# 195 pounds



## kelsischanging (Feb 23, 2013)

I had gastric bypass Jan. 25th 2012...I have lost 195 pounds...and I have become an alcoholic...why should I live.  I am a bridesmaid in two dear friend's wedding's in april and may and I should live for those two events although I don't want to....after that...I don't know....I have substituted alcohol for food...there will always be something for a young woman with bipolar disorder....ending it seems to be the best solution...I've come so far but have gone back so far...it's just too hard.  I don't want to fight any more.  I'm only 25 but have had to fight through so much...I can't fight through any more....

And finally drank away his memory
Life is short, but this time it was bigger
Than the strength she had to get up off her knees
We found her with her face down in the pillow
Clinging to his picture for dear life
We laid her next to him beneath the willow
While the angels sang a whiskey lullaby
Brad Paisley


----------



## rdw (Feb 23, 2013)

Kelsey do you see a therapist? If so have you told him or her about your drinking problem? Regarding the bipolar -are you on medication for that? I think you have given us two really great reasons to live - you must have wonderful friends who want to include you in their special day.

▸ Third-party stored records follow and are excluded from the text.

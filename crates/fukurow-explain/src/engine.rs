//! Explanation engine: runs the strategies for one target and assembles the result

use crate::cache::{CacheOutcome, ExplanationCache};
use crate::config::ExplainConfig;
use crate::dedup::Deduplicator;
use crate::error::{ExplainError, ExplainResult};
use crate::path::{JustificationPath, QueryTarget};
use crate::strategy::{DirectStrategy, NativeStrategy, SearchContext, Strategy, StrategyRegistry};
use crate::trace::{DeepTracer, TRACE_SOURCE};
use fukurow_core::model::{Axiom, Individual, OwlIri};
use fukurow_dl::EntailmentOracle;
use fukurow_store::StatementStore;
use rayon::prelude::*;
use std::collections::BTreeMap;
use tracing::{debug, info, warn};

/// Default priority of traced paths during deduplication
const TRACE_PRIORITY: i32 = 90;

/// Justification path discovery over one store and its oracle
pub struct ExplanationEngine<'a> {
    store: &'a dyn StatementStore,
    oracle: &'a dyn EntailmentOracle,
    config: ExplainConfig,
    registry: StrategyRegistry,
}

impl<'a> ExplanationEngine<'a> {
    /// Engine with the default configuration and every default strategy
    pub fn new(store: &'a dyn StatementStore, oracle: &'a dyn EntailmentOracle) -> Self {
        Self { store, oracle, config: ExplainConfig::default(), registry: StrategyRegistry::with_defaults() }
    }

    pub fn with_config(
        store: &'a dyn StatementStore,
        oracle: &'a dyn EntailmentOracle,
        config: ExplainConfig,
    ) -> ExplainResult<Self> {
        config.validate()?;
        Ok(Self { store, oracle, config, registry: StrategyRegistry::with_defaults() })
    }

    /// Replace the strategy set
    pub fn with_registry(mut self, registry: StrategyRegistry) -> Self {
        self.registry = registry;
        self
    }

    pub fn config(&self) -> &ExplainConfig {
        &self.config
    }

    pub fn registry(&self) -> &StrategyRegistry {
        &self.registry
    }

    /// Paths explaining `individual rdf:type class`
    pub fn find_all_explanation_paths(&self, individual: &Individual, class: &OwlIri) -> Vec<JustificationPath> {
        self.explain(&QueryTarget::class_membership(individual, class))
    }

    /// Paths explaining `subject property object`
    pub fn find_property_assertion_paths(
        &self,
        subject: &Individual,
        property: &OwlIri,
        object: &Individual,
    ) -> Vec<JustificationPath> {
        self.explain(&QueryTarget::property_assertion(subject, property, object))
    }

    /// Paths for a fact statement. Schema statements are rejected.
    pub fn explain_statement(&self, axiom: &Axiom) -> ExplainResult<Vec<JustificationPath>> {
        if axiom.is_schema() {
            return Err(ExplainError::UnsupportedTarget(fukurow_core::format::axiom(axiom)));
        }
        let target = QueryTarget::from_axiom(axiom)?;
        Ok(self.explain(&target))
    }

    /// [`explain`](Self::explain) memoized in `cache` under the target's full-IRI key
    pub fn explain_cached(&self, target: &QueryTarget, cache: &ExplanationCache) -> CacheOutcome {
        cache.get_or_compute(&target.cache_key(), || self.explain(target))
    }

    /// All distinct justification paths for the target, simplest first.
    ///
    /// A target that is neither asserted nor entailed yields no paths.
    pub fn explain(&self, target: &QueryTarget) -> Vec<JustificationPath> {
        let ctx = SearchContext::new(self.store, self.oracle, &self.config);
        let statement = target.to_axiom();
        let asserted = ctx.is_asserted(&statement);

        if !asserted && !self.oracle.is_entailed(&statement) {
            debug!(target = %target, "Target neither asserted nor entailed");
            return Vec::new();
        }

        if asserted && self.config.short_circuit_direct {
            info!("Explained {}: asserted directly", target);
            return vec![JustificationPath::direct(statement, DirectStrategy::NAME)];
        }

        let mut candidates = self.run_strategies(target, &ctx);
        if self.config.deep_trace {
            let traced = DeepTracer::new(&ctx).trace(target);
            debug!(strategy = TRACE_SOURCE, paths = traced.len(), "Trace-back finished");
            candidates.extend(traced);
        }
        if self.config.fallback {
            let native = NativeStrategy;
            if native.can_explain(target) {
                candidates.extend(self.run_isolated(&native, target, &ctx));
            }
        }

        let found = candidates.len();
        let admissible: Vec<JustificationPath> = candidates.into_iter().filter(|p| self.admissible(p)).collect();
        let mut paths = Deduplicator::with_priorities(self.priorities()).dedupe(admissible);
        paths.sort_by_cached_key(|p| (p.complexity(), Deduplicator::signature(p)));

        info!("Explained {}: {} candidate paths, {} distinct", target, found, paths.len());
        paths
    }

    /// Effective priorities of every path producer, including trace-back and the fallback
    pub fn priorities(&self) -> BTreeMap<String, i32> {
        let mut priorities = self.registry.priorities(&self.config);
        priorities.insert(TRACE_SOURCE.to_string(), self.config.priority_for(TRACE_SOURCE, TRACE_PRIORITY));
        priorities.insert(
            NativeStrategy::NAME.to_string(),
            self.config.priority_for(NativeStrategy::NAME, NativeStrategy.priority()),
        );
        priorities
    }

    fn run_strategies(&self, target: &QueryTarget, ctx: &SearchContext<'_>) -> Vec<JustificationPath> {
        let applicable: Vec<&dyn Strategy> =
            self.registry.ordered(&self.config).into_iter().filter(|s| s.can_explain(target)).collect();

        if self.config.parallel {
            applicable
                .par_iter()
                .map(|strategy| self.run_isolated(*strategy, target, ctx))
                .collect::<Vec<_>>()
                .into_iter()
                .flatten()
                .collect()
        } else {
            applicable.iter().flat_map(|strategy| self.run_isolated(*strategy, target, ctx)).collect()
        }
    }

    /// Run one strategy; a failure contributes no paths
    fn run_isolated(
        &self,
        strategy: &dyn Strategy,
        target: &QueryTarget,
        ctx: &SearchContext<'_>,
    ) -> Vec<JustificationPath> {
        match strategy.explain(target, ctx) {
            Ok(mut paths) => {
                paths.truncate(self.config.max_paths_per_strategy);
                debug!(strategy = strategy.name(), paths = paths.len(), "Strategy finished");
                paths
            }
            Err(e) => {
                warn!("Strategy {} failed for {}: {}", strategy.name(), target, e);
                Vec::new()
            }
        }
    }

    fn admissible(&self, path: &JustificationPath) -> bool {
        !path.is_empty()
            && !(path.is_inferred() && path.complexity() < 2)
            && path.complexity() <= self.config.max_chain_length
    }
}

Kelsey is there someone close by whom you can call to help you or do you need to call an ambulance or medical help?


----------



## kelsischanging (Feb 23, 2013)

I do see a therapist and I see a psychiatrist to monitor my meds...it just doesn't matter...it's always one step forward, two steps back...I don't ever feel like I will get things under control...


----------



## rdw (Feb 23, 2013)

What do your therapist and psychiatrist say about the alcohol use? One step forward and two back are how a lot of us go into recovery to restore our mental health.


----------



## kelsischanging (Feb 23, 2013)

They have both suggested a local recovery center...just so you know...I'm not alone tonight....I live with my parents and sister...I'm literally with four other adults right now (my mom, step-dad, sister, and her boy friend) which is part of the problem...my parents and sister are big users of alcohol...I actually do have an appointment made with the recovery center that my therapist and psychiatrist susggeted for March 6th.  I'm just afaid I won't make it until then...


----------



## rdw (Feb 23, 2013)

I'm happy to hear that you have an appointment at a recovery center. It sounds like you are making some positive decisions regarding your health. Are there any other suggestions that your therapist and doctor have made to help you?


----------



## kelsischanging (Feb 23, 2013)

Other than avoid alcohol, not really...alcohol leads me to the feelings of suicide...alcohol is my kryptonite....it leads me to all the bad things but yet I can not seem to avoid it....it is such a prescence in my house....I just crave it...when I work late (until 6:15pm) I am basically clawing at the windows for wine (the only thing I drink since my gastric bypass) until I get home...I start shaking if I don't have it by a certain point....I don't want to sound like an alcoholic or anything but I love wine and it does me good...


----------



## rdw (Feb 23, 2013)

Kelsey do you think that something that causes you to have feelings of suicide is good for you?


----------



## kelsischanging (Feb 23, 2013)

No I don't...alcohol is not good for me...I love it but it's not good for me...I'm torn between loving it and knowing it's not good for me...how do you reconcile that??  I LOVE IT!!!  It's my nights, weekends, ect....when I feel bad, sad, ect...it's there...when I get off work early...it's there....I love it...but then I look at what it has done to my life...friends not speaking to me...other friends barely speaking to me...I usually play this game called "photo hunt" while I drink...today I had to go to a different bar because the bar I usually go to the photo hunt was not working...this new bar there was a huge mirror in front of the photo hung quiosk....I litterally had to watch myself get drunk while playing photo hunt...that was hard...I had to look myself in the eyes while I was destroying my life...that's hard to do....what am I doing??  I'm ruining my life...I know it...other people know it, my family knows it...everyone knows it...


----------



## rdw (Feb 25, 2013)

Kelsey are you checking in with your therapist this week? Let us know how you are doing.


----------



## kelsischanging (Feb 25, 2013)

I actually made a big decision...March 6th I have an intake appointment for an after work rehab program.  I have fought too hard to lose it all now, through suicide or through alcoholism....it's still not easy and I'm going guns to the wall with drinking until March 6th but I've worked too hard....I have to hold on to the moments where I feel like I'm worth it...although fleeting...my dad died when I was 9...I can't put my mom and sister through my suicide too...I'm a fighter...I always have been and even though sometimes I get tired of fighting....I have people willing to stand with me and fight the battle too if I let them...thanks for checking in!!


----------



## MHealthJo (Feb 26, 2013)

So happy and proud Kelsey!!

We CAN learn to deal other ways with the feelings and whatever is driving us toward addictive behaviours..... I know you can do it! 

We are here for you too.


----------



## W00BY (Feb 26, 2013)

Nice one!

You are doing the right thing and your attitude to this will carry you through, you clearly are a caring person and I hope for you and your family you get where you want to be.

Good luck with your rehab


----------